First Page Challenge, 1st place winner: "The Silver Trail"
By Adam McCulloch
I blame my family’s Volvo for pretty much everything. I was the unwanted remainder child, the youngest of four and the only girl. The orange Volvo wagon could comfortably seat a family of five—or if, perchance, someone had had an affair on the cusp of menopause and nine months later that family of five had suddenly become a family of six, that very same orange Volvo wagon could now seat child number four in significant discomfort... facing backwards.

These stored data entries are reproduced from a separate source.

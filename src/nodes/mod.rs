//! Node-based signal processing system
//!
//! - **Decoders**: Protocol decoders (AVR HVSP, AVR UPDI, MCP23S17, MAX7219)
//! - **Replay**: Source node that feeds a recorded stream into a pipeline
//! - **Collector**: Sink node that gathers annotations for the caller
//!
//! # Architecture
//!
//! The streaming architecture uses thread-per-node execution:
//! - Source nodes produce samples
//! - Process nodes transform data (decoders)
//! - Sink nodes consume results
//! - All connected via crossbeam MPSC channels

mod collector;
pub mod decoders;
mod replay;

pub use collector::AnnotationCollector;
pub use replay::ReplaySource;

// Re-export Sample from runtime
pub use crate::runtime::Sample;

The seat folded down from the wheel-well and smelled like wet dog, which the previous owner must have loved enough to let scratch the shit out of the leather. Brian, my oldest brother by thirteen years, nicknamed me luggage and it trickled down through our pre-teen patriarchy—luggage to bag, bag to sad-sack—until eventually Brian and the twins settled on Baggy. Who was I to dispute it? With the noise of the radio and the squeak of the windscreen wipers cutting two clear fans through the rain and, on top of that, the meaty thwack of the twins playing knuckles at my ear, there was no way my objections could be heard. Owen, my forwards-facing stepfather, always had a new insult for every driver: “Look at this old fart. Where did he get his license? A box of cereal?”
“Just pass him, already,” was the only solution my mother every offered. “He won’t go faster with you jammed up his exhaust pipe.”
Then, while Owen searched the road for another victim of safe ridicule, the rear-view mystery played out behind us. That same old fart pulled to the curb and, under a bloom of black umbrellas, climbed the steps to the funeral home. Our belching Volvo always left a wake of small cameo performances played out for me and me alone: barking dogs, shirts pulled to mask noses, scowls and curses all eventually receding to harmless miniatures. Mom claimed that the bright orange paintwork kept our family safe on Seattle’s rain-slicked streets but, like a wasp, its real purpose was a warning: our family was poisonous.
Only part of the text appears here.